De Hirsch bateu com a palma da mão na testa, exclamando:

— Esqueci de perguntar! Hillyer sofre de insônia? Baynes franziu as sobrancelhas.

— Sofre, sim. Isso consta do relatório que recebi do médico dele. Mas o que...

De Hirsch não o deixou continuar:

— Evidentemente, era o que eu presumia. Mas é claro que nunca se deve presumir coisa alguma. Ora, Tenente, Hillyer matou-a pondo pílulas para dormir num drinque. Quando ela ficou inconsciente, Hillyer tirou-a da casa e enterrou-a na neve profunda da Harrison's Gully. Ali, no devido tempo, o corpo absorveu as pílulas para dormir. A moça acordou quase congelada. Por um breve momento, misericordiosamente breve, ela se debateu contra os grilhões de ferro que a prendiam. Depois, foi dominada pelo sono aprazível que envolve os que congelam, conduzindo-a pelos degraus compridos e escuros até a morte.

— Uma prosa das mais bonitas — resmungou Baynes. — Mas não disse coisa alguma. Não havia grilhões de qualquer espécie. Nenhuma marca no corpo. Absolutamente nada. É possível que ele a tenha deixado inconsciente com pílulas para dormir. Eu próprio já havia pensado nisso. Mas o que aconteceu em seguida?

O Barão de Hirsch demorou algum tempo a responder. Finalmente virou-se para mim e disse:

— Diga-me uma coisa. Bob... Na sua opinião, Mark Hillyer alcançou uma pequena forma de imortalidade com este caso? Encontrou a fama que sempre procurou e que sistematicamente se lhe esquivava?

— Claro que sim — respondi, sem a menor hesitação. — Já há muita especulação entre os fãs do crime, se ele a matou ou não. O mistério de como ela foi parar na ravina é tão provocante quanto o mistério famoso do que aconteceu a Dorothy Arnold. Daqui a cem anos, o nome de Hillyer ainda estará aparecendo em livros, os estudiosos discutindo se ele foi culpado ou inocente. Como Baynes disse, ele está na crista da onda. Tem um livro novo para sair e os antigos tiveram novas edições. Hillyer tornou-se famoso e assim continuará enquanto o caso permanecer insolúvel. E quanto mais tempo ficar insolúvel, mais famoso ele se tornará. Foi o que aconteceu com Jack o Estripador.

— Ahh... — murmurou De Hirsch. — E assim que o caso for resolvido, ele se torna apenas infame... um sórdido assassino. Um choque para um ego... especialmente para um ego como o dele. Mas acho que agora já podemos discutir o mistério da ponte de vidro, o disco voador e a mortalha... tudo invisível!

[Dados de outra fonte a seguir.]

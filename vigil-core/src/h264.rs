//! H.264 bitstream utilities
//!
//! The wire delivers one encoded access unit per binary message. Decoders
//! want Annex B (start-code delimited) input; senders occasionally ship AVCC
//! (length-prefixed) units instead, so payloads are normalized on the way in.
//! NAL inspection exists for trace logging only.

use std::borrow::Cow;

/// Annex B start code (4-byte form).
const ANNEX_B_START_CODE: [u8; 4] = [0x00, 0x00, 0x00, 0x01];

/// AVCC length prefix size used when normalizing (the common 4-byte form).
const AVCC_LENGTH_SIZE: usize = 4;

/// NAL unit categories worth telling apart in logs.
#[derive(Debug, Clone, Copy, PartialEq, Eq)]
pub enum NalUnitType {
    NonIdrSlice,
    IdrSlice,
    Sei,
    Sps,
    Pps,
    Other(u8),
}

impl NalUnitType {
    pub fn from_header(header_byte: u8) -> Self {
        match header_byte & 0x1F {
            1 => Self::NonIdrSlice,
            5 => Self::IdrSlice,
            6 => Self::Sei,
            7 => Self::Sps,
            8 => Self::Pps,
            other => Self::Other(other),
        }
    }

    /// IDR slices start a decodable stream on their own.
    pub fn is_keyframe(&self) -> bool {
        matches!(self, Self::IdrSlice)
    }
}

/// True if the payload already carries Annex B start codes.
pub fn is_annexb(data: &[u8]) -> bool {
    if data.len() < 4 {
        return false;
    }
    (data[0] == 0 && data[1] == 0 && data[2] == 0 && data[3] == 1)
        || (data[0] == 0 && data[1] == 0 && data[2] == 1)
}

/// Normalize a payload to Annex B, converting AVCC length prefixes if needed.
///
/// Annex B input is passed through without copying. Input that parses as
/// neither is returned unchanged; the decoder gets to reject it.
pub fn ensure_annexb(data: &[u8]) -> Cow<'_, [u8]> {
    if is_annexb(data) || data.len() < AVCC_LENGTH_SIZE {
        return Cow::Borrowed(data);
    }

    let mut result = Vec::with_capacity(data.len() + 16);
    let mut offset = 0;
    while offset + AVCC_LENGTH_SIZE <= data.len() {
        let nal_len = u32::from_be_bytes([
            data[offset],
            data[offset + 1],
            data[offset + 2],
            data[offset + 3],
        ]) as usize;
        offset += AVCC_LENGTH_SIZE;

        if nal_len == 0 || offset + nal_len > data.len() {
            // Not a plausible AVCC unit after all.
            return Cow::Borrowed(data);
        }

        result.extend_from_slice(&ANNEX_B_START_CODE);
        result.extend_from_slice(&data[offset..offset + nal_len]);
        offset += nal_len;
    }

    if offset != data.len() {
        return Cow::Borrowed(data);
    }
    Cow::Owned(result)
}

/// Split an Annex B payload into its NAL units (without start codes).
pub fn split_annexb(data: &[u8]) -> Vec<&[u8]> {
    let mut units = Vec::new();
    let mut pos = 0;

    while pos + 3 <= data.len() {
        let start = match find_start_code(&data[pos..]) {
            Some((offset, len)) => pos + offset + len,
            None => break,
        };
        let end = match find_start_code(&data[start..]) {
            Some((offset, _)) => start + offset,
            None => data.len(),
        };
        if end > start {
            units.push(&data[start..end]);
        }
        pos = end;
    }

    units
}

/// True if any NAL unit in the Annex B payload is an IDR slice.
pub fn contains_keyframe(data: &[u8]) -> bool {
    split_annexb(data)
        .iter()
        .filter_map(|nal| nal.first())
        .any(|&header| NalUnitType::from_header(header).is_keyframe())
}

fn find_start_code(data: &[u8]) -> Option<(usize, usize)> {
    let mut i = 0;
    while i + 3 <= data.len() {
        if data[i] == 0 && data[i + 1] == 0 {
            if data[i + 2] == 1 {
                return Some((i, 3));
            }
            if i + 4 <= data.len() && data[i + 2] == 0 && data[i + 3] == 1 {
                return Some((i, 4));
            }
        }
        i += 1;
    }
    None
}

#[cfg(test)]
mod tests {
    use super::*;

    #[test]
    fn test_is_annexb() {
        assert!(is_annexb(&[0x00, 0x00, 0x00, 0x01, 0x67]));
        assert!(is_annexb(&[0x00, 0x00, 0x01, 0x67]));
        assert!(!is_annexb(&[0x00, 0x00, 0x00, 0x05, 0x67])); // AVCC
        assert!(!is_annexb(&[0x00, 0x00]));
    }

    #[test]
    fn test_ensure_annexb_converts_avcc() {
        // length=5, NAL data = [0x65, 0x42, 0x00, 0x1e, 0x9a]
        let avcc = vec![0x00, 0x00, 0x00, 0x05, 0x65, 0x42, 0x00, 0x1e, 0x9a];
        let annexb = ensure_annexb(&avcc);
        assert_eq!(&annexb[0..4], &[0x00, 0x00, 0x00, 0x01]);
        assert_eq!(&annexb[4..], &[0x65, 0x42, 0x00, 0x1e, 0x9a]);
    }

    #[test]
    fn test_ensure_annexb_passes_through() {
        let annexb = vec![0x00, 0x00, 0x00, 0x01, 0x65, 0x88];
        match ensure_annexb(&annexb) {
            Cow::Borrowed(b) => assert_eq!(b, annexb.as_slice()),
            Cow::Owned(_) => panic!("annexb input should not be copied"),
        }
    }

    #[test]
    fn test_ensure_annexb_rejects_garbage() {
        // Length prefix runs past the end of the buffer.
        let bad = vec![0x00, 0x00, 0x10, 0x00, 0x65];
        match ensure_annexb(&bad) {
            Cow::Borrowed(b) => assert_eq!(b, bad.as_slice()),
            Cow::Owned(_) => panic!("implausible AVCC should pass through"),
        }
    }

    #[test]
    fn test_split_and_classify() {
        let payload = [
            0x00, 0x00, 0x00, 0x01, 0x67, 0x42, // SPS
            0x00, 0x00, 0x01, 0x68, 0xce, // PPS (3-byte start code)
            0x00, 0x00, 0x00, 0x01, 0x65, 0x88, // IDR
        ];
        let units = split_annexb(&payload);
        assert_eq!(units.len(), 3);
        assert_eq!(NalUnitType::from_header(units[0][0]), NalUnitType::Sps);
        assert_eq!(NalUnitType::from_header(units[1][0]), NalUnitType::Pps);
        assert_eq!(NalUnitType::from_header(units[2][0]), NalUnitType::IdrSlice);
        assert!(contains_keyframe(&payload));
    }

    #[test]
    fn test_no_keyframe_in_p_slice() {
        let payload = [0x00, 0x00, 0x00, 0x01, 0x41, 0x9a];
        assert!(!contains_keyframe(&payload));
    }
}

Ele levantou-se e foi à cozinha. Ouvi novamente a porta da geladeira ou do freezer ser aberta e fechada. De Hirsch voltou com alguma coisa na mão. Estava coberta por um guardanapo e assim não podíamos ver do que se tratava. Ele pôs o objeto sobre o tampo polido da mesinha de café. E disse, a voz subitamente incisiva e autoritária:

— Agora, vamos voltar a fevereiro último. É uma tarde terrivelmente fria. Mark Hillyer, furioso e desesperado, está parado na janela, esperando a aproximação do carro de uma chantagista. Sabemos o que mais ele viu... crianças brincando. Observando-as, uma idéia explodiu em sua mente, completa e requintada, como Minerva saltando da testa de Júpiter. Ele podia se livrar da chantagista com toda segurança, precisando apenas de um mínimo de sorte. Se falhasse... ora, era um homem doente e poderia alegar extrema provocação. Se conseguisse... mas que prazer contemplar o mundo estúpido perplexo com o mistério que ele criara!

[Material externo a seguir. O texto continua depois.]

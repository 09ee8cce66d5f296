//! Render statistics
//!
//! Windowed aggregates reported to the host: cumulative frame count, fps over
//! the current window, average swap duration, average decode latency. A
//! snapshot is produced at most once per reporting interval; taking one
//! restarts the window.

use serde::Serialize;

pub struct RenderStats {
    interval_ms: i64,

    total_frames: u64,
    window_started_ms: Option<i64>,
    window_frames: u64,
    swap_total_ms: i64,
    decode_latency_total_ms: i64,
    decode_latency_samples: u64,
}

/// One reporting-window summary, serialized into the `rs` host event.
#[derive(Debug, Clone, PartialEq, Serialize)]
pub struct RenderStatsSnapshot {
    pub frames: u64,
    pub fps: f64,
    pub avg_swap_ms: f64,
    pub avg_decode_ms: f64,
}

impl RenderStats {
    pub fn new(interval_ms: i64) -> Self {
        Self {
            interval_ms,
            total_frames: 0,
            window_started_ms: None,
            window_frames: 0,
            swap_total_ms: 0,
            decode_latency_total_ms: 0,
            decode_latency_samples: 0,
        }
    }

    /// A frame finished its swap.
    pub fn record_render(&mut self, now_ms: i64, swap_ms: i64) {
        if self.window_started_ms.is_none() {
            self.window_started_ms = Some(now_ms);
        }
        self.total_frames += 1;
        self.window_frames += 1;
        self.swap_total_ms += swap_ms.max(0);
    }

    /// A picture arrived; `latency_ms` spans decode submission to arrival.
    pub fn record_decode_latency(&mut self, latency_ms: i64) {
        self.decode_latency_total_ms += latency_ms.max(0);
        self.decode_latency_samples += 1;
    }

    /// Produce a snapshot if a full interval has elapsed since the window
    /// started. Taking a snapshot restarts the window.
    pub fn maybe_snapshot(&mut self, now_ms: i64) -> Option<RenderStatsSnapshot> {
        let started = self.window_started_ms?;
        let elapsed = now_ms - started;
        if elapsed < self.interval_ms || self.window_frames == 0 {
            return None;
        }

        let fps = if elapsed > 0 {
            self.window_frames as f64 * 1000.0 / elapsed as f64
        } else {
            0.0
        };
        let avg_swap_ms = self.swap_total_ms as f64 / self.window_frames as f64;
        let avg_decode_ms = if self.decode_latency_samples > 0 {
            self.decode_latency_total_ms as f64 / self.decode_latency_samples as f64
        } else {
            0.0
        };

        let snapshot = RenderStatsSnapshot {
            frames: self.total_frames,
            fps,
            avg_swap_ms,
            avg_decode_ms,
        };

        self.window_started_ms = Some(now_ms);
        self.window_frames = 0;
        self.swap_total_ms = 0;
        self.decode_latency_total_ms = 0;
        self.decode_latency_samples = 0;

        Some(snapshot)
    }
}

#[cfg(test)]
mod tests {
    use super::*;

    #[test]
    fn test_no_snapshot_before_interval() {
        let mut stats = RenderStats::new(5_000);
        stats.record_render(0, 4);
        stats.record_render(1_000, 6);
        assert!(stats.maybe_snapshot(4_999).is_none());
    }

    #[test]
    fn test_snapshot_averages_over_window() {
        let mut stats = RenderStats::new(5_000);
        stats.record_render(0, 4);
        stats.record_render(2_500, 6);
        stats.record_decode_latency(10);
        stats.record_decode_latency(30);

        let snap = stats.maybe_snapshot(5_000).expect("interval elapsed");
        assert_eq!(snap.frames, 2);
        assert!((snap.fps - 0.4).abs() < 1e-9); // 2 frames over 5 seconds
        assert!((snap.avg_swap_ms - 5.0).abs() < 1e-9);
        assert!((snap.avg_decode_ms - 20.0).abs() < 1e-9);
    }

    #[test]
    fn test_window_restarts_after_snapshot() {
        let mut stats = RenderStats::new(1_000);
        stats.record_render(0, 10);
        assert!(stats.maybe_snapshot(1_000).is_some());

        // Fresh window: nothing recorded yet, so nothing to report even
        // after another interval.
        assert!(stats.maybe_snapshot(2_500).is_none());

        stats.record_render(2_600, 2);
        let snap = stats.maybe_snapshot(3_600).expect("second window");
        assert_eq!(snap.frames, 2); // cumulative
        assert!((snap.avg_swap_ms - 2.0).abs() < 1e-9); // window average
    }
}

"Mark Hillyer entrou em ação imediatamente. Pegou um lençol velho, o maior que possuía, estendeu-o sobre as lajes do terraço ao norte. Fez algumas coisas com o lençol e depois voltou para o interior da casa. A tal de Montrose chegou alguns minutos depois. Hillyer conversou com ela, deu-lhe um drinque em que estavam dissolvidas as pílulas para dormir. Mais 20 mi-nutos ou por aí e ela desabou, inconsciente.

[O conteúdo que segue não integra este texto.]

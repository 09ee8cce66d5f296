//! Windowed presentation host.
//!
//! Owns the winit window and hands it to the wgpu paint surface. All
//! playback machinery runs on the tokio runtime; the window thread only
//! relays resizes and the close request.

use std::sync::Arc;

use anyhow::{Context, Result};
use tokio::net::TcpListener;
use tokio::sync::mpsc;
use winit::application::ApplicationHandler;
use winit::dpi::LogicalSize;
use winit::event::WindowEvent;
use winit::event_loop::ActiveEventLoop;
use winit::window::{Window, WindowId};

use vigil_core::clock::SystemClock;
use vigil_core::config::PlayerConfig;
use vigil_core::openh264_decode::SoftwareDecodeService;
use vigil_core::pipeline::{PaintSurface, PipelineEvent, PlayerPipeline};
use vigil_core::render::WgpuSurface;

use crate::net;

pub struct WindowedApp {
    runtime: tokio::runtime::Handle,
    config: PlayerConfig,
    listen: String,
    window: Option<Arc<Window>>,
    surface: Option<Arc<WgpuSurface>>,
    events: Option<mpsc::UnboundedSender<PipelineEvent>>,
}

impl WindowedApp {
    pub fn new(runtime: tokio::runtime::Handle, config: PlayerConfig, listen: String) -> Self {
        Self {
            runtime,
            config,
            listen,
            window: None,
            surface: None,
            events: None,
        }
    }

    fn start(&mut self, event_loop: &ActiveEventLoop) -> Result<()> {
        let attributes = Window::default_attributes()
            .with_title("VIGIL Player")
            .with_inner_size(LogicalSize::new(1280.0, 720.0));
        let window = Arc::new(
            event_loop
                .create_window(attributes)
                .context("creating window")?,
        );
        let surface = Arc::new(
            pollster::block_on(WgpuSurface::new(window.clone()))
                .context("creating render surface")?,
        );

        let listener = self
            .runtime
            .block_on(TcpListener::bind(&self.listen))
            .with_context(|| format!("binding {}", self.listen))?;
        tracing::info!(addr = %self.listen, "listening for feeder");

        let service = Arc::new(SoftwareDecodeService::new());
        let clock = Arc::new(SystemClock::new());
        let (host_tx, host_rx) = mpsc::unbounded_channel();

        // Pipeline construction spawns decoder tasks, so it needs the
        // runtime context entered on this thread.
        let events = {
            let _guard = self.runtime.enter();
            let (pipeline, events) = PlayerPipeline::new(
                self.config.clone(),
                service,
                surface.clone() as Arc<dyn PaintSurface>,
                clock,
                host_tx,
            );
            self.runtime.spawn(async move {
                if let Err(e) = pipeline.run().await {
                    tracing::error!(error = %e, "pipeline stopped");
                }
            });
            events
        };
        self.runtime.spawn({
            let events = events.clone();
            async move {
                if let Err(e) = net::serve(listener, events, host_rx).await {
                    tracing::error!(error = %e, "transport failed");
                }
            }
        });

        self.window = Some(window);
        self.surface = Some(surface);
        self.events = Some(events);
        Ok(())
    }
}

impl ApplicationHandler for WindowedApp {
    fn resumed(&mut self, event_loop: &ActiveEventLoop) {
        // Some platforms deliver resumed more than once; the pipeline is
        // built on the first one only.
        if self.window.is_some() {
            return;
        }
        if let Err(e) = self.start(event_loop) {
            tracing::error!(error = %e, "startup failed");
            event_loop.exit();
        }
    }

    fn window_event(
        &mut self,
        event_loop: &ActiveEventLoop,
        _window_id: WindowId,
        event: WindowEvent,
    ) {
        match event {
            WindowEvent::Resized(size) => {
                if let Some(surface) = &self.surface {
                    surface.window_resized(size.width, size.height);
                }
            }
            WindowEvent::CloseRequested => {
                if let Some(events) = &self.events {
                    let _ = events.send(PipelineEvent::Shutdown);
                }
                event_loop.exit();
            }
            _ => {}
        }
    }
}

"Hillyer derrubou-a da poltrona para o chão. Ajeitou-a em cima de um pequeno tapete. Como podem ver, não houve qualquer esforço exagerado para afetar seu coração avariado.

"Hillyer arrastou o tapete pelo chão até o terraço. Ali, rolou a mulher inconsciente para o lençol estendido. Ajeitou-a de tal forma que ela ficou bem no meio...

Com um gesto teatral, De Hirsch arrancou o guardanapo sobre o objeto em cima da mesinha. Vimos que era o seu lenço. Alguma coisa estava no meio do lenço... um pregador, com olhos e boca marcados a tinta, como se fosse uma mulher em miniatura e o lenço fosse um lençol.

Para ver o pregador, tive de levantar um dos cantos do lenço. É que os quatro cantos estavam dobrados para o centro, cobrindo inteiramente o pregador, como se fosse um envelope. E o lenço estava duro e rígido.

Compreendemos então o que De Hirsch fizera. Molhara o lenço e o pusera no freezer. Como roupa no varal num dia de inverno, o lenço ficara rígido. Lá dentro, aprisionado, estava o pregador, representando uma mulher. Formava um embrulho impecável e perfeito. Se fosse um lençol de verdade e uma mulher de verdade no meio, não deveria formar um volume muito grande.

E finalmente Baynes e eu entendemos como Mark Hillyer cometera o crime e se livrara do cadáver. Molhara um lençol grande num dia de intenso frio. Pusera uma mulher inconsciente no meio do lençol, enroscada, dobrara os cantos por cima dela. O frio congelara o lençol molhado, transformando-o numa espécie de caixa, tão dura como se fosse de madeira. Em poucos minutos, Marianne Montrose, inconsciente, era uma prisioneira dentro de uma mortalha congelada, tão formidável quanto grilhões de ferro. Depois, ele empurra o objeto largo pelo terraço e a superfície dura da neve. Por causa da dispersão do peso, não ficara qualquer marca. A coisa deslizara suavemente pela encosta, adquirindo velocidade, passando por cima dos obstáculos, até finalmente saltar da beira da encosta e mergulhar para as profundezas da ravina.

Como se fosse um exemplo, De Hirsch deu um piparote com o dedo no lenço congelado. Girou pela mesa e caiu pela beira, mergulhando numa cesta de papel.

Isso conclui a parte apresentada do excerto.